From a distance, a blood feud—in which two families commit to decades of mutual hate and revenge killing—seems like a form of madness. In America, it became a famous bit of our early history through its appearance in literature; or did it make it into literature because it was so famous?
The Hatfield and McCoy feud, at the end of the 19th century, in the back country of West Virginia and Kentucky, though lasting only 13 years, entered American folklore as an example of over the top, irrational infighting. On the right, Randolph McCoy, whose brother Harmon’s death was blamed on Jim Vance, the uncle of the man on the left, Devil Anse Hatfield. The feud was fueled by the Hatfields fighting for the Confederacy and the McCoy’s for the Union; by the matter of a stolen pig; and by star-crossed lovers from the two families whose affair ended badly.
There is some academic controversy about whether the feud may have inspired chapter XIX in Huckleberry Finn, in which Huckleberry falls in with the Grangerford family who are engaged in a 30-year blood feud with the Sheperdsons. The chapter feels endless, irritating the reader and thus perhaps driving home the irrationality of circular revenge killing. As the Hatfield and McCoy feud took place between 1878 and 1896, and Twain published his novel in 1884, it is possible that the feuding Appalachians found their way into a great American novel.

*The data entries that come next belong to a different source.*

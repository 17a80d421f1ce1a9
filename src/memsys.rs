//! Memory-system orchestrator: wires per-core/split L1 caches to a shared L2
//! and a banked DRAM, dispatching on the configured mode.

use rand::rngs::StdRng;
use rand::SeedableRng;

use crate::config::{Mode, SimConfig};
use crate::memory::cache::{self, AccessOutcome, Cache, CacheLine, CachePolicy, PartitionState};
use crate::memory::dram::{self, Dram};
use crate::memory::translate;
use crate::trace::RefKind;

const ICACHE_HIT_LATENCY: u32 = 1;
const DCACHE_HIT_LATENCY: u32 = 1;
const L2_HIT_LATENCY: u32 = 10;

pub struct MemorySystem {
    mode: Mode,
    line_size: usize,
    current_cycle: u64,

    dcache: Option<Cache>,
    icache: Option<Cache>,
    dcache_coreid: Option<Vec<Cache>>,
    icache_coreid: Option<Vec<Cache>>,
    l2cache: Option<Cache>,
    dram: Option<Dram>,

    /// Single process-wide `SWP_CORE0_WAYS`/`DWP_CORE0_WAYS` pair, shared by
    /// every cache's victim search (L1 and L2 alike).
    partition: PartitionState,
    /// Single process-wide pseudorandom source for the RANDOM policy, shared
    /// by every cache's victim search.
    rng: StdRng,

    pub stat_ifetch_access: u64,
    pub stat_load_access: u64,
    pub stat_store_access: u64,
    pub stat_ifetch_delay: u64,
    pub stat_load_delay: u64,
    pub stat_store_delay: u64,
}

impl MemorySystem {
    pub fn make(config: &SimConfig) -> Self {
        let dcache_policy = CachePolicy::make(
            config.dsize_kb * 1024,
            config.line_size,
            config.dassoc,
            config.repl.into(),
            DCACHE_HIT_LATENCY,
        );
        let icache_policy = CachePolicy::make(
            config.isize_kb * 1024,
            config.line_size,
            config.iassoc,
            config.repl.into(),
            ICACHE_HIT_LATENCY,
        );
        let l2_policy = CachePolicy::make(
            config.l2size_kb * 1024,
            config.line_size,
            config.l2assoc,
            config.l2repl.into(),
            L2_HIT_LATENCY,
        );

        let (dcache, icache, dcache_coreid, icache_coreid) = match config.mode {
            Mode::A => (Some(Cache::make(dcache_policy)), None, None, None),
            Mode::B | Mode::C => (
                Some(Cache::make(dcache_policy)),
                Some(Cache::make(icache_policy)),
                None,
                None,
            ),
            Mode::D | Mode::E | Mode::F => (
                None,
                None,
                Some(vec![Cache::make(dcache_policy), Cache::make(dcache_policy)]),
                Some(vec![Cache::make(icache_policy), Cache::make(icache_policy)]),
            ),
        };

        let l2cache = config.mode.has_dram().then(|| Cache::make(l2_policy));
        let dram = config.mode.has_dram().then(|| Dram::make(config.dram_policy));

        Self {
            mode: config.mode,
            line_size: config.line_size,
            current_cycle: 0,
            dcache,
            icache,
            dcache_coreid,
            icache_coreid,
            l2cache,
            dram,
            partition: PartitionState::new(config.swp_core0_ways),
            rng: StdRng::seed_from_u64(cache::RNG_SEED),
            stat_ifetch_access: 0,
            stat_load_access: 0,
            stat_store_access: 0,
            stat_ifetch_delay: 0,
            stat_load_delay: 0,
            stat_store_delay: 0,
        }
    }

    pub fn dcache(&self) -> Option<&Cache> {
        self.dcache.as_ref()
    }
    pub fn icache(&self) -> Option<&Cache> {
        self.icache.as_ref()
    }
    pub fn dcache_coreid(&self) -> Option<&[Cache]> {
        self.dcache_coreid.as_deref()
    }
    pub fn icache_coreid(&self) -> Option<&[Cache]> {
        self.icache_coreid.as_deref()
    }
    pub fn l2cache(&self) -> Option<&Cache> {
        self.l2cache.as_ref()
    }
    pub fn dram(&self) -> Option<&Dram> {
        self.dram.as_ref()
    }

    /// Dispatches one reference and returns its accumulated delay.
    pub fn access(&mut self, kind: RefKind, byte_addr: u32, core_id: u8) -> u32 {
        self.current_cycle += 1;
        let cycle = self.current_cycle;

        let delay = match self.mode {
            Mode::A => self.access_mode_a(kind, byte_addr, core_id, cycle),
            Mode::B | Mode::C => self.access_mode_bc(kind, byte_addr, core_id, cycle),
            Mode::D | Mode::E | Mode::F => self.access_mode_def(kind, byte_addr, core_id, cycle),
        };

        match kind {
            RefKind::IFetch => {
                self.stat_ifetch_access += 1;
                self.stat_ifetch_delay += delay as u64;
            }
            RefKind::Load => {
                self.stat_load_access += 1;
                self.stat_load_delay += delay as u64;
            }
            RefKind::Store => {
                self.stat_store_access += 1;
                self.stat_store_delay += delay as u64;
            }
        }
        delay
    }

    fn access_mode_a(&mut self, kind: RefKind, byte_addr: u32, core_id: u8, cycle: u64) -> u32 {
        if matches!(kind, RefKind::IFetch) {
            return 0;
        }
        let is_write = matches!(kind, RefKind::Store);
        let line_addr = byte_addr / self.line_size as u32;

        let dcache = self.dcache.as_mut().unwrap();
        if dcache.access(line_addr, is_write, core_id, cycle) == AccessOutcome::Miss {
            dcache.install(line_addr, is_write, core_id, cycle, &mut self.partition, &mut self.rng);
        }
        0
    }

    fn access_mode_bc(&mut self, kind: RefKind, byte_addr: u32, core_id: u8, cycle: u64) -> u32 {
        let is_write = matches!(kind, RefKind::Store);
        let is_ifetch = matches!(kind, RefKind::IFetch);
        let line_addr = byte_addr / self.line_size as u32;

        let hit_latency = if is_ifetch {
            self.icache.as_ref().unwrap().policy.hit_latency
        } else {
            self.dcache.as_ref().unwrap().policy.hit_latency
        };
        let outcome = if is_ifetch {
            self.icache.as_mut().unwrap().access(line_addr, is_write, core_id, cycle)
        } else {
            self.dcache.as_mut().unwrap().access(line_addr, is_write, core_id, cycle)
        };

        let mut delay = hit_latency;
        if outcome == AccessOutcome::Miss {
            delay += self.l2_access(line_addr, false, core_id, cycle);

            let evicted = if is_ifetch {
                self.icache.as_mut().unwrap().install(
                    line_addr,
                    is_write,
                    core_id,
                    cycle,
                    &mut self.partition,
                    &mut self.rng,
                )
            } else {
                self.dcache.as_mut().unwrap().install(
                    line_addr,
                    is_write,
                    core_id,
                    cycle,
                    &mut self.partition,
                    &mut self.rng,
                )
            };

            if !is_ifetch {
                self.writeback_if_dirty(evicted, line_addr, core_id, cycle, false);
            }
        }
        delay
    }

    fn access_mode_def(&mut self, kind: RefKind, byte_addr: u32, core_id: u8, cycle: u64) -> u32 {
        let is_write = matches!(kind, RefKind::Store);
        let is_ifetch = matches!(kind, RefKind::IFetch);
        let v_line_addr = byte_addr / self.line_size as u32;
        let p_line_addr = translate::translate(v_line_addr, core_id, self.line_size);
        let core_idx = core_id as usize;

        let hit_latency = if is_ifetch {
            self.icache_coreid.as_ref().unwrap()[core_idx].policy.hit_latency
        } else {
            self.dcache_coreid.as_ref().unwrap()[core_idx].policy.hit_latency
        };
        let outcome = if is_ifetch {
            self.icache_coreid.as_mut().unwrap()[core_idx].access(p_line_addr, is_write, core_id, cycle)
        } else {
            self.dcache_coreid.as_mut().unwrap()[core_idx].access(p_line_addr, is_write, core_id, cycle)
        };

        let mut delay = hit_latency;
        if outcome == AccessOutcome::Miss {
            delay += self.l2_access(p_line_addr, false, core_id, cycle);

            let evicted = if is_ifetch {
                self.icache_coreid.as_mut().unwrap()[core_idx].install(
                    p_line_addr,
                    is_write,
                    core_id,
                    cycle,
                    &mut self.partition,
                    &mut self.rng,
                )
            } else {
                self.dcache_coreid.as_mut().unwrap()[core_idx].install(
                    p_line_addr,
                    is_write,
                    core_id,
                    cycle,
                    &mut self.partition,
                    &mut self.rng,
                )
            };

            if !is_ifetch {
                self.writeback_if_dirty(evicted, p_line_addr, core_id, cycle, true);
            }
        }
        delay
    }

    /// If `evicted` was dirty, synthesizes the L2 writeback it induces. The
    /// writeback's own delay is never charged to the requesting reference.
    fn writeback_if_dirty(
        &mut self,
        evicted: Option<CacheLine>,
        line_addr: u32,
        core_id: u8,
        cycle: u64,
        per_core: bool,
    ) {
        let Some(evicted_line) = evicted else { return };
        if !evicted_line.dirty {
            return;
        }

        let evicted_addr = if per_core {
            let l1 = &self.dcache_coreid.as_ref().unwrap()[core_id as usize];
            l1.address_of(evicted_line.tag, l1.set_index(line_addr))
        } else {
            let l1 = self.dcache.as_ref().unwrap();
            l1.address_of(evicted_line.tag, l1.set_index(line_addr))
        };
        let _ = self.l2_access(evicted_addr, true, core_id, cycle);
    }

    /// Accesses L2, falling through to DRAM on a miss. Returns the
    /// accumulated delay of this L2 (and possibly DRAM) access.
    fn l2_access(&mut self, line_addr: u32, is_writeback: bool, core_id: u8, cycle: u64) -> u32 {
        let l2 = self.l2cache.as_mut().unwrap();
        let mut delay = l2.policy.hit_latency;
        let outcome = l2.access(line_addr, is_writeback, core_id, cycle);

        if outcome == AccessOutcome::Miss {
            delay += self.dram_access(line_addr, false);

            let evicted = self.l2cache.as_mut().unwrap().install(
                line_addr,
                is_writeback,
                core_id,
                cycle,
                &mut self.partition,
                &mut self.rng,
            );

            if let Some(evicted_line) = evicted {
                if evicted_line.dirty {
                    let evicted_addr = {
                        let l2 = self.l2cache.as_ref().unwrap();
                        l2.address_of(evicted_line.tag, l2.set_index(line_addr))
                    };
                    let _ = self.dram_access(evicted_addr, true);
                }
            }
        }
        delay
    }

    fn dram_access(&mut self, line_addr: u32, is_write: bool) -> u32 {
        let flat = self.mode.uses_flat_dram_delay();
        let dram = self.dram.as_mut().unwrap();
        if flat {
            dram.access_flat(is_write, dram::MODE_B_FIXED_DELAY)
        } else {
            dram.access(line_addr, is_write)
        }
    }
}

Ben Click, Chair of the English Department of St. Mary’s College of Maryland, offered a conflicting explanation, when I wrote to ask him. He mentioned as more convincing the feud between another warring family, the Darnalls and Watsons. Most intriguing is his pointing to Twain’s having “first discussed feuds in his travel book, Life on the Mississippi, suggesting that the Kentucky-Tennessee border was the area of the South where feuds “flourished more briskly” than anywhere else. Apparently this kind of crazy revenge warring was a regional peculiarity.
A recent discovery may shed light on the famous feud: an inherited disease, Von Hippel disease, runs in the McCoy line and predisposes the sufferers to shortness of temper and impulsivity.
But short of a genetic proclivity, why are some conflicts taken up by whole families and carried on for generations (like the Montagues and Capulets)? And more importantly, perhaps, why do they stop?